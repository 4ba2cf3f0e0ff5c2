//! The workcell collaborator seam.
//!
//! Everything physical happens behind [`Workcell`]: picking up units,
//! moving holders, pausing for the operator and scanning slot occupancy.
//! The tracker never assumes a move happened unless it issued it through
//! this trait, and it re-derives its ledger from [`Workcell::scan_slots`]
//! whenever a move may have happened out of band.

use crate::id::{ConsumerId, HolderId, MagazineId, ResourceType};
use crate::slot::Slot;
use std::collections::BTreeMap;

// ---------------------------------------------------------------------------
// Deck snapshot
// ---------------------------------------------------------------------------

/// A holder as reported by a slot scan.
#[derive(Debug, Clone, PartialEq, Eq)]
pub struct HolderInfo {
    pub id: HolderId,
    pub resource: ResourceType,
    /// Whether any unconsumed unit remains in the holder.
    pub has_units: bool,
}

/// What occupies a slot.
#[derive(Debug, Clone, PartialEq, Eq)]
pub enum Occupant {
    /// A holder sitting directly on the slot.
    Holder(HolderInfo),
    /// A pass-through adapter, possibly carrying a holder.
    Adapter { child: Option<HolderInfo> },
    /// A module or labware that is not a holder.
    Fixture { name: String },
}

/// Immutable snapshot of slot occupancy. Slots absent from the map are empty.
#[derive(Debug, Clone, Default, PartialEq, Eq)]
pub struct DeckScan {
    slots: BTreeMap<Slot, Occupant>,
}

impl DeckScan {
    pub fn new(slots: BTreeMap<Slot, Occupant>) -> Self {
        Self { slots }
    }

    pub fn occupant(&self, slot: Slot) -> Option<&Occupant> {
        self.slots.get(&slot)
    }

    pub fn is_empty(&self, slot: Slot) -> bool {
        !self.slots.contains_key(&slot)
    }

    /// The holder on a slot, unwrapping an adapter if one is present.
    pub fn holder_at(&self, slot: Slot) -> Option<&HolderInfo> {
        match self.slots.get(&slot)? {
            Occupant::Holder(info) => Some(info),
            Occupant::Adapter { child } => child.as_ref(),
            Occupant::Fixture { .. } => None,
        }
    }

    /// Every holder on the deck with its slot, in slot order.
    pub fn holders(&self) -> impl Iterator<Item = (Slot, &HolderInfo)> {
        self.slots
            .keys()
            .filter_map(|&slot| self.holder_at(slot).map(|info| (slot, info)))
    }

    /// Find the slot currently occupied by a holder.
    pub fn locate(&self, holder: HolderId) -> Option<Slot> {
        self.holders()
            .find(|(_, info)| info.id == holder)
            .map(|(slot, _)| slot)
    }

    pub fn occupied_count(&self) -> usize {
        self.slots.len()
    }
}

// ---------------------------------------------------------------------------
// Transfer vocabulary
// ---------------------------------------------------------------------------

/// An object the workcell can move.
#[derive(Debug, Clone, Copy, PartialEq, Eq)]
pub enum Movable {
    Holder(HolderId),
    /// The lid sitting on a holder freshly retrieved from a magazine.
    Cover(HolderId),
}

/// Where a transfer ends.
#[derive(Debug, Clone, Copy, PartialEq, Eq)]
pub enum Destination {
    Slot(Slot),
    /// The automated waste sink (chute or bin).
    Waste,
    /// Removed from the deck entirely.
    OffDeck,
}

/// Where a consumer should take its next unit from, overriding the bound list.
#[derive(Debug, Clone, Copy, PartialEq, Eq)]
pub enum Locus {
    Holder(HolderId),
    Position { holder: HolderId, index: u16 },
}

/// A holder handed out by a magazine. It is staged off-slot until transferred.
#[derive(Debug, Clone, Copy, PartialEq, Eq)]
pub struct Retrieved {
    pub holder: HolderId,
    /// Whether the holder arrived with a cover that must be discarded.
    pub cover: bool,
}

// ---------------------------------------------------------------------------
// Errors
// ---------------------------------------------------------------------------

/// Failures reported by the workcell.
#[derive(Debug, Clone, PartialEq, Eq, thiserror::Error)]
pub enum ActuationError {
    /// The bound holder list has no remaining unit.
    #[error("resource exhausted for {consumer}")]
    ResourceExhausted { consumer: ConsumerId },
    #[error("slot {0} is already occupied")]
    SlotOccupied(Slot),
    #[error("unknown object {0:?}")]
    UnknownObject(Movable),
    #[error("magazine {0:?} could not retrieve a holder")]
    MagazineJammed(MagazineId),
    #[error("workcell fault: {0}")]
    Other(String),
}

// ---------------------------------------------------------------------------
// Workcell trait
// ---------------------------------------------------------------------------

/// The physical actuation layer.
///
/// Calls execute one at a time; `pause_for_operator` blocks until the
/// operator resumes the run.
pub trait Workcell {
    /// Pick up from the first holder in `holders` that still has a unit, or
    /// from `locus` when given. Returns the number of units taken.
    fn consume(
        &mut self,
        consumer: ConsumerId,
        holders: &[HolderId],
        locus: Option<Locus>,
    ) -> Result<u32, ActuationError>;

    /// Drop the consumer's unit, or return it to its holder.
    fn release(
        &mut self,
        consumer: ConsumerId,
        locus: Option<Locus>,
        return_to_holder: bool,
    ) -> Result<(), ActuationError>;

    fn transfer(
        &mut self,
        object: Movable,
        destination: Destination,
        use_gripper: bool,
    ) -> Result<(), ActuationError>;

    /// Declare a freshly placed holder of `resource` on `slot`.
    fn load_holder(
        &mut self,
        resource: &ResourceType,
        slot: Slot,
    ) -> Result<HolderId, ActuationError>;

    fn pause_for_operator(&mut self, message: &str);

    fn home(&mut self);

    /// Append a line to the run log shown to the operator.
    fn comment(&mut self, message: &str) {
        let _ = message;
    }

    fn scan_slots(&self) -> DeckScan;

    // -- Magazines --

    fn store_in_magazine(
        &mut self,
        magazine: MagazineId,
        resource: &ResourceType,
        count: u32,
        cover: bool,
    ) -> Result<(), ActuationError>;

    fn retrieve_from_magazine(&mut self, magazine: MagazineId)
    -> Result<Retrieved, ActuationError>;

    fn refill_magazine(&mut self, magazine: MagazineId, count: u32)
    -> Result<(), ActuationError>;
}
__________
## Work to complete:
The full material above needs to be returned unaltered.

## The completed task:
repository 4ba2cf3f0e0ff5c2
//! The workcell collaborator seam.
//!
//! Everything physical happens behind [`Workcell`]: picking up units,
//! moving holders, pausing for the operator and scanning slot occupancy.
//! The tracker never assumes a move happened unless it issued it through
//! this trait, and it re-derives its ledger from [`Workcell::scan_slots`]
//! whenever a move may have happened out of band.

use crate::id::{ConsumerId, HolderId, MagazineId, ResourceType};
use crate::slot::Slot;
use std::collections::BTreeMap;

// ---------------------------------------------------------------------------
// Deck snapshot
// ---------------------------------------------------------------------------

/// A holder as reported by a slot scan.
#[derive(Debug, Clone, PartialEq, Eq)]
pub struct HolderInfo {
    pub id: HolderId,
    pub resource: ResourceType,
    /// Whether any unconsumed unit remains in the holder.
    pub has_units: bool,
}

/// What occupies a slot.
#[derive(Debug, Clone, PartialEq, Eq)]
pub enum Occupant {
    /// A holder sitting directly on the slot.
    Holder(HolderInfo),
    /// A pass-through adapter, possibly carrying a holder.
    Adapter { child: Option<HolderInfo> },
    /// A module or labware that is not a holder.
    Fixture { name: String },
}

/// Immutable snapshot of slot occupancy. Slots absent from the map are empty.
#[derive(Debug, Clone, Default, PartialEq, Eq)]
pub struct DeckScan {
    slots: BTreeMap<Slot, Occupant>,
}

impl DeckScan {
    pub fn new(slots: BTreeMap<Slot, Occupant>) -> Self {
        Self { slots }
    }

    pub fn occupant(&self, slot: Slot) -> Option<&Occupant> {
        self.slots.get(&slot)
    }

    pub fn is_empty(&self, slot: Slot) -> bool {
        !self.slots.contains_key(&slot)
    }

    /// The holder on a slot, unwrapping an adapter if one is present.
    pub fn holder_at(&self, slot: Slot) -> Option<&HolderInfo> {
        match self.slots.get(&slot)? {
            Occupant::Holder(info) => Some(info),
            Occupant::Adapter { child } => child.as_ref(),
            Occupant::Fixture { .. } => None,
        }
    }

    /// Every holder on the deck with its slot, in slot order.
    pub fn holders(&self) -> impl Iterator<Item = (Slot, &HolderInfo)> {
        self.slots
            .keys()
            .filter_map(|&slot| self.holder_at(slot).map(|info| (slot, info)))
    }

    /// Find the slot currently occupied by a holder.
    pub fn locate(&self, holder: HolderId) -> Option<Slot> {
        self.holders()
            .find(|(_, info)| info.id == holder)
            .map(|(slot, _)| slot)
    }

    pub fn occupied_count(&self) -> usize {
        self.slots.len()
    }
}

// ---------------------------------------------------------------------------
// Transfer vocabulary
// ---------------------------------------------------------------------------

/// An object the workcell can move.
#[derive(Debug, Clone, Copy, PartialEq, Eq)]
pub enum Movable {
    Holder(HolderId),
    /// The lid sitting on a holder freshly retrieved from a magazine.
    Cover(HolderId),
}

/// Where a transfer ends.
#[derive(Debug, Clone, Copy, PartialEq, Eq)]
pub enum Destination {
    Slot(Slot),
    /// The automated waste sink (chute or bin).
    Waste,
    /// Removed from the deck entirely.
    OffDeck,
}

/// Where a consumer should take its next unit from, overriding the bound list.
#[derive(Debug, Clone, Copy, PartialEq, Eq)]
pub enum Locus {
    Holder(HolderId),
    Position { holder: HolderId, index: u16 },
}

/// A holder handed out by a magazine. It is staged off-slot until transferred.
#[derive(Debug, Clone, Copy, PartialEq, Eq)]
pub struct Retrieved {
    pub holder: HolderId,
    /// Whether the holder arrived with a cover that must be discarded.
    pub cover: bool,
}

// ---------------------------------------------------------------------------
// Errors
// ---------------------------------------------------------------------------

/// Failures reported by the workcell.
#[derive(Debug, Clone, PartialEq, Eq, thiserror::Error)]
pub enum ActuationError {
    /// The bound holder list has no remaining unit.
    #[error("resource exhausted for {consumer}")]
    ResourceExhausted { consumer: ConsumerId },
    #[error("slot {0} is already occupied")]
    SlotOccupied(Slot),
    #[error("unknown object {0:?}")]
    UnknownObject(Movable),
    #[error("magazine {0:?} could not retrieve a holder")]
    MagazineJammed(MagazineId),
    #[error("workcell fault: {0}")]
    Other(String),
}

// ---------------------------------------------------------------------------
// Workcell trait
// ---------------------------------------------------------------------------

/// The physical actuation layer.
///
/// Calls execute one at a time; `pause_for_operator` blocks until the
/// operator resumes the run.
pub trait Workcell {
    /// Pick up from the first holder in `holders` that still has a unit, or
    /// from `locus` when given. Returns the number of units taken.
    fn consume(
        &mut self,
        consumer: ConsumerId,
        holders: &[HolderId],
        locus: Option<Locus>,
    ) -> Result<u32, ActuationError>;

    /// Drop the consumer's unit, or return it to its holder.
    fn release(
        &mut self,
        consumer: ConsumerId,
        locus: Option<Locus>,
        return_to_holder: bool,
    ) -> Result<(), ActuationError>;

    fn transfer(
        &mut self,
        object: Movable,
        destination: Destination,
        use_gripper: bool,
    ) -> Result<(), ActuationError>;

    /// Declare a freshly placed holder of `resource` on `slot`.
    fn load_holder(
        &mut self,
        resource: &ResourceType,
        slot: Slot,
    ) -> Result<HolderId, ActuationError>;

    fn pause_for_operator(&mut self, message: &str);

    fn home(&mut self);

    /// Append a line to the run log shown to the operator.
    fn comment(&mut self, message: &str) {
        let _ = message;
    }

    fn scan_slots(&self) -> DeckScan;

    // -- Magazines --

    fn store_in_magazine(
        &mut self,
        magazine: MagazineId,
        resource: &ResourceType,
        count: u32,
        cover: bool,
    ) -> Result<(), ActuationError>;

    fn retrieve_from_magazine(&mut self, magazine: MagazineId)
    -> Result<Retrieved, ActuationError>;

    fn refill_magazine(&mut self, magazine: MagazineId, count: u32)
    -> Result<(), ActuationError>;
}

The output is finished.